Leetcode Pattern 3 | Backtracking
A very important tool to have in our arsenal is backtracking, it is all about knowing when to stop and step back to explore other possible solutions. In today’s post we’ll explore the common pattern in solving backtracking problems and set up the stage to dive into dynamic programming (DP) problems next. It is amusing how a small change in the problem can change the solution from DP to backtracking and understanding this will help us save time.
Backtracking can be seen as an optimized way to brute force. Brute force approaches evaluate every possibility. In backtracking you stop evaluating a possibility as soon it breaks some constraint provided in the problem, take a step back and keep trying other possible cases, see if those lead to a valid solution.
So in fact, it’s kinda like a depth-first search(DFS) with an added constraint that we stop exploring the subtree as soon as we know for sure that it won’t lead to valid solution. The problems that can be solved using this tool generally satisfy the following criteria :
- You are explicitly asked to return a collection of all answers.
- You are concerned with what the actual solutions are rather than say the most optimum value of some parameter. (if it were the latter it’s most likely DP or greedy).
78. Subsets
We’ll use this problem to get familiar with the recursive backtracking pattern.
The problem is to find the powerset of a given set, so we simply need to collect all possible subsets of a set.
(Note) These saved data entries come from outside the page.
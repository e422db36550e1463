//! Double buffer with atomic half ownership.
//!
//! One contiguous region of `2 * L` elements, split into two halves of
//! `L` elements. At all times exactly one half is hardware-owned (the
//! engine is filling or draining it) and the other is CPU-owned. The
//! role assignment is a single atomic index flipped by [`swap`];
//! ownership alternation replaces locking, and the swap is a role
//! exchange, never an element copy.
//!
//! [`swap`]: DoubleBuffer::swap

use core::cell::UnsafeCell;
use core::sync::atomic::{AtomicUsize, Ordering};

use super::element::Element;

/// Ping-pong sample buffer: two halves of `L` elements each.
///
/// The buffer is created once with `L` and the element type fixed for
/// its lifetime, and is the only shared resource between the transfer
/// engine and the interrupt handler. The engine addresses it through
/// [`base_addr`](Self::base_addr); the CPU side only ever touches the
/// half reported by [`cpu_half_index`](Self::cpu_half_index).
///
/// Writing the hardware-owned half from the CPU is a correctness
/// violation this type cannot detect; the accessors are shaped so that
/// safe code never obtains a reference to it.
pub struct DoubleBuffer<T: Element, const L: usize> {
    /// Backing storage. The engine writes/reads one half through raw
    /// addresses while the CPU holds references into the other.
    halves: UnsafeCell<[[T; L]; 2]>,
    /// Index of the CPU-owned half (0 or 1). Mutated only by `swap`.
    cpu_half: AtomicUsize,
}

// SAFETY: the ownership discipline partitions the storage: the engine
// accesses only the hardware-owned half, CPU code only the CPU-owned
// half, and the partition itself is an atomic index with acquire/release
// ordering.
unsafe impl<T: Element, const L: usize> Sync for DoubleBuffer<T, L> {}
// SAFETY: no thread affinity; see above.
unsafe impl<T: Element, const L: usize> Send for DoubleBuffer<T, L> {}

impl<T: Element, const L: usize> DoubleBuffer<T, L> {
    /// Create a zeroed buffer. Half 0 starts hardware-owned, half 1
    /// CPU-owned. Const-compatible for static allocation.
    #[must_use]
    pub const fn new() -> Self {
        Self {
            halves: UnsafeCell::new([[T::ZERO; L]; 2]),
            cpu_half: AtomicUsize::new(1),
        }
    }

    /// Elements per half.
    #[must_use]
    pub const fn half_len() -> usize {
        L
    }

    /// Elements in the whole region (`2 * L`).
    #[must_use]
    pub const fn total_len() -> usize {
        2 * L
    }

    /// Base address of the region, for descriptor configuration.
    #[inline(always)]
    pub fn base_addr(&self) -> usize {
        self.halves.get() as usize
    }

    /// Index of the currently CPU-owned half.
    #[inline(always)]
    pub fn cpu_half_index(&self) -> usize {
        self.cpu_half.load(Ordering::Acquire)
    }

    /// Index of the currently hardware-owned half.
    #[inline(always)]
    pub fn dma_half_index(&self) -> usize {
        self.cpu_half_index() ^ 1
    }

    /// Atomically exchange the half roles.
    ///
    /// This is the only mutator of the role state and must be called
    /// exactly once per boundary interrupt. Returns
    /// `(ready_half, active_half)`: the index that just became CPU-owned
    /// and the index now owned by the hardware.
    #[inline]
    pub fn swap(&self) -> (usize, usize) {
        let prev_cpu = self.cpu_half.fetch_xor(1, Ordering::AcqRel);
        (prev_cpu ^ 1, prev_cpu)
    }

    /// The CPU-owned half, read-only.
    #[inline]
    pub fn cpu_half(&self) -> &[T; L] {
        // SAFETY: the engine never touches the CPU-owned half, and the
        // index was published with release ordering by `swap`.
        unsafe { &(*self.halves.get())[self.cpu_half_index()] }
    }

    /// The CPU-owned half, writable.
    #[inline]
    pub fn cpu_half_mut(&mut self) -> &mut [T; L] {
        let idx = self.cpu_half_index();
        // SAFETY: `&mut self` excludes other CPU-side references, and
        // the engine only accesses the other half.
        unsafe { &mut (*self.halves.get())[idx] }
    }

    /// Both halves in address order, for prefilling while the engine is
    /// idle. Callers must not use this once transfers are enabled.
    pub(crate) fn all_halves_mut(&mut self) -> &mut [[T; L]; 2] {
        // SAFETY: `&mut self` excludes other CPU-side references; the
        // caller guarantees the engine is idle.
        unsafe { &mut *self.halves.get() }
    }
}

impl<T: Element, const L: usize> Default for DoubleBuffer<T, L> {
    fn default() -> Self {
        Self::new()
    }
}

// =============================================================================
// Unit Tests
// =============================================================================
This could be done in a variety of ways and backtracking is one way to go, also since there are no constraints provided we simply explore all cases (all subsets).
A subset can either have an element or leave it out giving rise to 2^n subsets.
Take a moment to absorb the magic happening in the loop and that’s everything you’ll ever need to solve a backtracking problem. It was confusing to me at first but it’s an amazing pattern. Drawing the flow of the recursive function helped me wrap my head around what is going on.
Also here is my alternative solution to the same problem which uses the partially formed output to generate the full output incrementally. It’s basically deriving the complete solution from solutions of smaller problems, does it ring a bell?
90. Subsets II
Same problem with the added constraint that the set may contain duplicates but the output power set should not contain duplicate subsets.
Approach: Sort the given array beforehand and skip over duplicates while backtracking, essentially a simple 2 line change in the previous solution.
39. Combination Sum
Notice that we’ll have to explore many cases and there is no “smart” way to avoid that, the only smart thing we could do is to stop exploring a case as soon as we know it won’t lead to the solution and so this is a backtracking problem.
The solution is entirely same as subsets solution, only with a slight modification that we have a constraint included: the sum of the final collected combination should equal target.
40. Combination Sum II
This problem bears the same relation to the previous problem as subsets-2 had with subsets, as such it should be no surprise that the same strategy works!
Honestly, visualizing the flow of the recursive function above is kinda trippy. Once you get comfortable writing this back and forth flow, backtracking problems are really easy. Also as I was writing this article I had an idea to make it simpler, so here is a simpler version of the subsets solution.(could be extended for other solutions in this post as well)
Time for one final problem without which our discussion on backtracking would be considered incomplete, one of the classic computer science problems which gave birth to this paradigm.
51. N-Queens
We try placing queens column by column. Place a queen, go to next column and try placing another queen such that it doesn’t face a queen in the same row or diagonals ( which is checked in validateSpot method ), and keep going. If we encounter an invalid spot we backtrack and keep trying other spots in that column vertically.
The validateSpot method can be made more efficient by using arrays to store the diagonals and rows already occupied. If you are interested, do check out this solution
Finally the point I mentioned earlier, when does a backtracking problem convert to a DP one? Let’s take an example:
- Return all ways to climb stairs, jumps allowed in steps 1 -> k
- Count ways to climb stairs, jumps allowed in steps 1-> k
The first would require backtracking as we actually need all the ways, while the 2nd one could be done using DP optimally and is similar to how we optimize calculating Fibonacci numbers with memoization.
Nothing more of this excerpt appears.